So now let's move on to that next piece, which is what do we have out there that can really embody sadness? What piece of media or art really embodies sadness for us? And for me, sticking with that musical route, I'm going to go with a song called Broken by Anson Seabra. I have no idea how to pronounce his name, I've only ever found him on YouTube. But this song, the way it sung, where his voice - he doesn't even have the energy to quite sing. It's very slow and it's very heavy. And then the lyrics to the song as well really embody sadness for me.
And I'm just going to read just a few of these, starting with - which this is one of the strongest lines for sadness for me: “And feelings come but they won't go? Please won't someone take me home before I lose my mind? Am I broken? Am I flawed? Do I deserve a shred of worth? Or am I just another fake, fucked up lost cause? Am I human? Am I something else? Because I'm so scared and there's no one there to save me from the nightmare that I call myself?”

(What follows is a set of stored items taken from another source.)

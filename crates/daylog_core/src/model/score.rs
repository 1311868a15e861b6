//! Day completion score.
//!
//! Integer-only arithmetic; halves round up (away from zero for the
//! non-negative inputs accepted here).

use serde::{Deserialize, Serialize};

/// Score awarded when completed work carried no estimate at all.
pub const UNESTIMATED_COMPLETION_SCORE: i64 = 80;

/// Completion counters a score is derived from.
#[derive(Debug, Clone, Copy, Default, PartialEq, Eq, Serialize, Deserialize)]
pub struct ScoreInput {
    pub total_estimated_minutes: i64,
    pub completed_estimated_minutes: i64,
    pub completed_count: i64,
}

/// Computes a 0..=100 score from completion counters.
///
/// Negative inputs are treated as zero.
pub fn score(
    total_estimated_minutes: i64,
    completed_estimated_minutes: i64,
    completed_count: i64,
) -> i64 {
    let total = total_estimated_minutes.max(0);
    let completed = completed_estimated_minutes.max(0);
    if total == 0 {
        return if completed_count > 0 {
            UNESTIMATED_COMPLETION_SCORE
        } else {
            0
        };
    }

    let numerator = i128::from(completed) * 200 + i128::from(total);
    let denominator = i128::from(total) * 2;
    let rounded = numerator / denominator;
    rounded.clamp(0, 100) as i64
}

impl ScoreInput {
    pub fn score(&self) -> i64 {
        score(
            self.total_estimated_minutes,
            self.completed_estimated_minutes,
            self.completed_count,
        )
    }
}

#[cfg(test)]
mod tests {
    use super::score;

    #[test]
    fn boundary_cases() {
        assert_eq!(score(0, 0, 0), 0);
        assert_eq!(score(0, 0, 3), 80);
        assert_eq!(score(100, 50, 1), 50);
        assert_eq!(score(100, 100, 4), 100);
        assert_eq!(score(100, 0, 0), 0);
    }

    #[test]
    fn rounding_is_half_up() {
        assert_eq!(score(30, 10, 1), 33);
        assert_eq!(score(30, 20, 1), 67);
        assert_eq!(score(8, 1, 1), 13);
        assert_eq!(score(200, 1, 1), 1);
        assert_eq!(score(400, 1, 1), 0);
        assert_eq!(score(3, 2, 1), 67);
    }

    #[test]
    fn result_is_clamped() {
        assert_eq!(score(10, 50, 1), 100);
        assert_eq!(score(10, -5, 1), 0);
        assert_eq!(score(-10, 5, 0), 0);
        assert_eq!(score(i64::MAX, i64::MAX, 1), 100);
        for total in 1..60 {
            for completed in 0..=total {
                let value = score(total, completed, 1);
                assert!((0..=100).contains(&value));
            }
        }
    }
}
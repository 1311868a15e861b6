//! Connection bootstrap utilities for SQLite.
//!
//! # Responsibility
//! - Open file or in-memory SQLite connections.
//! - Configure connection pragmas required by engine behavior.
//! - Trigger schema migrations before returning a usable connection.
//!
//! # Invariants
//! - Returned connections have `foreign_keys=ON`.
//! - File connections run in WAL mode so concurrent callers serialize on
//!   write transactions instead of failing reads.
//! - Returned connections have migrations fully applied.

use super::migrations::apply_migrations;
use super::DbResult;
use log::{error, info};
use rusqlite::Connection;
use std::path::Path;
use std::time::{Duration, Instant};

const DEFAULT_BUSY_TIMEOUT: Duration = Duration::from_secs(5);

#[derive(Debug, Clone, Copy, PartialEq, Eq)]
enum OpenMode {
    File,
    Memory,
}

impl OpenMode {
    fn as_str(self) -> &'static str {
        match self {
            Self::File => "file",
            Self::Memory => "memory",
        }
    }
}

/// Opens a SQLite database file and applies all pending migrations.
///
/// # Side effects
/// - Performs connection bootstrap and migration checks.
/// - Emits `db_open` logging events with duration and status.
pub fn open_db(path: impl AsRef<Path>) -> DbResult<Connection> {
    open_db_with_timeout(path, DEFAULT_BUSY_TIMEOUT)
}

/// Opens a SQLite database file with an explicit lock-wait budget.
///
/// `busy_timeout` bounds how long a write transaction waits for another
/// connection before the store reports a busy error.
pub fn open_db_with_timeout(
    path: impl AsRef<Path>,
    busy_timeout: Duration,
) -> DbResult<Connection> {
    let path = path.as_ref().to_path_buf();
    open_with(OpenMode::File, busy_timeout, move || Connection::open(path))
}

/// Opens an in-memory SQLite database and applies all pending migrations.
pub fn open_db_in_memory() -> DbResult<Connection> {
    open_with(OpenMode::Memory, DEFAULT_BUSY_TIMEOUT, Connection::open_in_memory)
}

fn open_with(
    mode: OpenMode,
    busy_timeout: Duration,
    opener: impl FnOnce() -> rusqlite::Result<Connection>,
) -> DbResult<Connection> {
    let started_at = Instant::now();
    info!("event=db_open module=db status=start mode={}", mode.as_str());

    let mut conn = match opener() {
        Ok(conn) => conn,
        Err(err) => {
            error!(
                "event=db_open module=db status=error mode={} duration_ms={} error_code=db_open_failed error={}",
                mode.as_str(),
                started_at.elapsed().as_millis(),
                err
            );
            return Err(err.into());
        }
    };

    match bootstrap_connection(&mut conn, mode, busy_timeout) {
        Ok(()) => {
            info!(
                "event=db_open module=db status=ok mode={} duration_ms={}",
                mode.as_str(),
                started_at.elapsed().as_millis()
            );
            Ok(conn)
        }
        Err(err) => {
            error!(
                "event=db_open module=db status=error mode={} duration_ms={} error_code=db_bootstrap_failed error={}",
                mode.as_str(),
                started_at.elapsed().as_millis(),
                err
            );
            Err(err)
        }
    }
}

fn bootstrap_connection(
    conn: &mut Connection,
    mode: OpenMode,
    busy_timeout: Duration,
) -> DbResult<()> {
    conn.execute_batch("PRAGMA foreign_keys = ON;")?;
    conn.busy_timeout(busy_timeout)?;
    if mode == OpenMode::File {
        // journal_mode returns a row, so it cannot go through execute_batch.
        let _: String = conn.query_row("PRAGMA journal_mode = WAL;", [], |row| row.get(0))?;
    }
    apply_migrations(conn)?;
    Ok(())
}
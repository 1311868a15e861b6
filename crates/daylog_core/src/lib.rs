//! Core engine for the daily log: day lifecycle, sweep and ordering.
//! This crate is the single source of truth for day-log business invariants.

pub mod config;
pub mod db;
pub mod enrichment;
pub mod logging;
pub mod model;
pub mod repo;
pub mod service;

pub use config::{ConfigError, CoreConfig};
pub use db::{open_db, open_db_in_memory, open_db_with_timeout, DbError};
pub use enrichment::{EnrichedText, EnrichmentError, SummaryEnricher};
pub use logging::{default_log_level, init_from_config, init_logging, logging_status};
pub use model::date_key::{DateKey, DateKeyError};
pub use model::day::{DailyLog, DayView, HourBlock, HourBlockView, User, UserId};
pub use model::lifecycle::{classify, DayStatus};
pub use model::score::{score, ScoreInput};
pub use model::todo::{BacklogItem, Todo, TodoStatus};
pub use repo::backlog_repo::{BacklogRepository, SqliteBacklogRepository};
pub use repo::day_repo::{DayRepository, SqliteDayRepository};
pub use repo::sweep_repo::{SqliteSweepRepository, SweepReport, SweepRepository};
pub use repo::todo_repo::{MoveOutcome, SqliteTodoRepository, TodoRepository};
pub use repo::user_repo::{SqliteUserRepository, UserRepository};
pub use repo::{RepoError, RepoResult};
pub use service::backlog_service::BacklogService;
pub use service::day_service::{DayService, DaySnapshot, ScorePreview, WeekDay};
pub use service::summary_service::{SummaryReport, SummaryService};
pub use service::sweep_service::{SweepAllReport, SweepService};
pub use service::todo_service::TodoService;
pub use service::user_service::UserService;
pub use service::{ServiceError, ServiceResult};

/// Minimal health-check API for early integration.
pub fn ping() -> &'static str {
    "pong"
}

/// Returns the core crate version.
pub fn core_version() -> &'static str {
    env!("CARGO_PKG_VERSION")
}

#[cfg(test)]
mod tests {
    use super::{core_version, ping};

    #[test]
    fn ping_returns_pong() {
        assert_eq!(ping(), "pong");
    }

    #[test]
    fn version_is_not_empty() {
        assert!(!core_version().is_empty());
    }
}
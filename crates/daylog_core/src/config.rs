//! Process configuration for hosts embedding the engine.
//!
//! Values come from `Default`, from `DAYLOG_*` environment variables, or
//! from any serde source the host prefers. All paths are validated before
//! use; relative log directories are rejected.

use crate::enrichment::DEFAULT_ENRICHMENT_TIMEOUT;
use crate::logging::default_log_level;
use crate::model::date_key::parse_time_zone;
use serde::{Deserialize, Deserializer};
use std::error::Error;
use std::fmt::{Display, Formatter};
use std::path::PathBuf;
use std::time::Duration;

pub const ENV_DB_PATH: &str = "DAYLOG_DB_PATH";
pub const ENV_LOG_LEVEL: &str = "DAYLOG_LOG_LEVEL";
pub const ENV_LOG_DIR: &str = "DAYLOG_LOG_DIR";
pub const ENV_ENRICHMENT_TIMEOUT_SECS: &str = "DAYLOG_ENRICHMENT_TIMEOUT_SECS";
pub const ENV_DEFAULT_TIMEZONE: &str = "DAYLOG_DEFAULT_TIMEZONE";

const DEFAULT_DB_FILE: &str = "daylog.sqlite3";
const DEFAULT_TIMEZONE: &str = "UTC";

/// Configuration validation failure.
#[derive(Debug, Clone, PartialEq, Eq)]
pub enum ConfigError {
    InvalidValue {
        key: &'static str,
        value: String,
        reason: String,
    },
}

impl Display for ConfigError {
    fn fmt(&self, f: &mut Formatter<'_>) -> std::fmt::Result {
        match self {
            Self::InvalidValue { key, value, reason } => {
                write!(f, "invalid {key} `{value}`: {reason}")
            }
        }
    }
}

impl Error for ConfigError {}

/// Engine configuration.
#[derive(Debug, Clone, PartialEq, Eq, Deserialize)]
#[serde(default)]
pub struct CoreConfig {
    pub db_path: PathBuf,
    pub log_level: String,
    /// Must be absolute.
    pub log_dir: PathBuf,
    #[serde(
        rename = "enrichment_timeout_secs",
        deserialize_with = "deserialize_secs"
    )]
    pub enrichment_timeout: Duration,
    /// Zone assigned to users created without an explicit one.
    pub default_timezone: String,
}

impl Default for CoreConfig {
    fn default() -> Self {
        Self {
            db_path: PathBuf::from(DEFAULT_DB_FILE),
            log_level: default_log_level().to_string(),
            log_dir: std::env::temp_dir().join("daylog-logs"),
            enrichment_timeout: DEFAULT_ENRICHMENT_TIMEOUT,
            default_timezone: DEFAULT_TIMEZONE.to_string(),
        }
    }
}

impl CoreConfig {
    /// Builds configuration from `DAYLOG_*` variables over the defaults.
    pub fn from_env() -> Result<Self, ConfigError> {
        Self::from_lookup(|key| std::env::var(key).ok())
    }

    /// Builds configuration from an arbitrary key lookup over the defaults.
    pub fn from_lookup(lookup: impl Fn(&str) -> Option<String>) -> Result<Self, ConfigError> {
        let mut config = Self::default();
        let present = |key: &str| lookup(key).filter(|value| !value.trim().is_empty());

        if let Some(value) = present(ENV_DB_PATH) {
            config.db_path = PathBuf::from(value.trim());
        }
        if let Some(value) = present(ENV_LOG_LEVEL) {
            config.log_level = value.trim().to_ascii_lowercase();
        }
        if let Some(value) = present(ENV_LOG_DIR) {
            config.log_dir = PathBuf::from(value.trim());
        }
        if let Some(value) = present(ENV_ENRICHMENT_TIMEOUT_SECS) {
            let secs = value
                .trim()
                .parse::<u64>()
                .map_err(|err| ConfigError::InvalidValue {
                    key: ENV_ENRICHMENT_TIMEOUT_SECS,
                    value: value.clone(),
                    reason: err.to_string(),
                })?;
            config.enrichment_timeout = Duration::from_secs(secs);
        }
        if let Some(value) = present(ENV_DEFAULT_TIMEZONE) {
            config.default_timezone = value.trim().to_string();
        }

        config.validate()?;
        Ok(config)
    }

    /// Checks cross-field constraints.
    pub fn validate(&self) -> Result<(), ConfigError> {
        if !matches!(
            self.log_level.as_str(),
            "trace" | "debug" | "info" | "warn" | "warning" | "error"
        ) {
            return Err(ConfigError::InvalidValue {
                key: ENV_LOG_LEVEL,
                value: self.log_level.clone(),
                reason: "expected trace|debug|info|warn|error".to_string(),
            });
        }
        if !self.log_dir.is_absolute() {
            return Err(ConfigError::InvalidValue {
                key: ENV_LOG_DIR,
                value: self.log_dir.display().to_string(),
                reason: "must be an absolute path".to_string(),
            });
        }
        if self.db_path.as_os_str().is_empty() {
            return Err(ConfigError::InvalidValue {
                key: ENV_DB_PATH,
                value: String::new(),
                reason: "must not be empty".to_string(),
            });
        }
        if self.enrichment_timeout.is_zero() {
            return Err(ConfigError::InvalidValue {
                key: ENV_ENRICHMENT_TIMEOUT_SECS,
                value: "0".to_string(),
                reason: "must be at least one second".to_string(),
            });
        }
        parse_time_zone(&self.default_timezone).map_err(|err| ConfigError::InvalidValue {
            key: ENV_DEFAULT_TIMEZONE,
            value: self.default_timezone.clone(),
            reason: err.to_string(),
        })?;
        Ok(())
    }
}

fn deserialize_secs<'de, D>(deserializer: D) -> Result<Duration, D::Error>
where
    D: Deserializer<'de>,
{
    u64::deserialize(deserializer).map(Duration::from_secs)
}
//! Day lifecycle classification.
//!
//! # Invariants
//! - `classify` is total and depends only on its two inputs.
//! - A swept day stays `History` no matter what `today` is.

use crate::model::date_key::DateKey;
use serde::{Deserialize, Serialize};
use std::cmp::Ordering;

/// Lifecycle status of one day relative to the caller-local "today".
#[derive(Debug, Clone, Copy, PartialEq, Eq, Hash, Serialize, Deserialize)]
#[serde(rename_all = "snake_case")]
pub enum DayStatus {
    /// Date is after today.
    Planning,
    /// Date is today.
    Execution,
    /// Date is before today.
    History,
}

impl DayStatus {
    pub fn as_str(self) -> &'static str {
        match self {
            Self::Planning => "planning",
            Self::Execution => "execution",
            Self::History => "history",
        }
    }

    pub fn parse(value: &str) -> Option<Self> {
        match value {
            "planning" => Some(Self::Planning),
            "execution" => Some(Self::Execution),
            "history" => Some(Self::History),
            _ => None,
        }
    }
}

/// Maps a date to its lifecycle status for the given `today`.
pub fn classify(date: DateKey, today: DateKey) -> DayStatus {
    match date.cmp(&today) {
        Ordering::Less => DayStatus::History,
        Ordering::Equal => DayStatus::Execution,
        Ordering::Greater => DayStatus::Planning,
    }
}

/// Returns the status a stored day should carry after a read at `today`.
///
/// Returns `None` when the stored value is already correct, so callers only
/// write when something changed.
pub fn reconcile_status(
    stored: DayStatus,
    date: DateKey,
    today: DateKey,
    swept: bool,
) -> Option<DayStatus> {
    let expected = if swept {
        DayStatus::History
    } else {
        classify(date, today)
    };
    (expected != stored).then_some(expected)
}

And this song, for me, is sadness. It's the pain and the self-doubt and the loss of energy and the feeling like you're silently drowning. Because to actively be drowning there would be so much more thrashing energy. But it's not that. It's almost like a giving up and slipping into the water like Ophelia for me.
IVY
:I have a hard time wrapping my head around the way that you experience sadness too. I don't think I could do that. I don't think I could be that immersed in it and embedded in it and not able to shut it down. The way that you were saying that, in some ways, my way of dealing with it sounds so comforting. I guess, in some sense, the way that you deal with sadness, even though it sounds excruciating to me and I can't fathom it, at the same time, I also recognize that the way that I deal with sadness also causes problems for me.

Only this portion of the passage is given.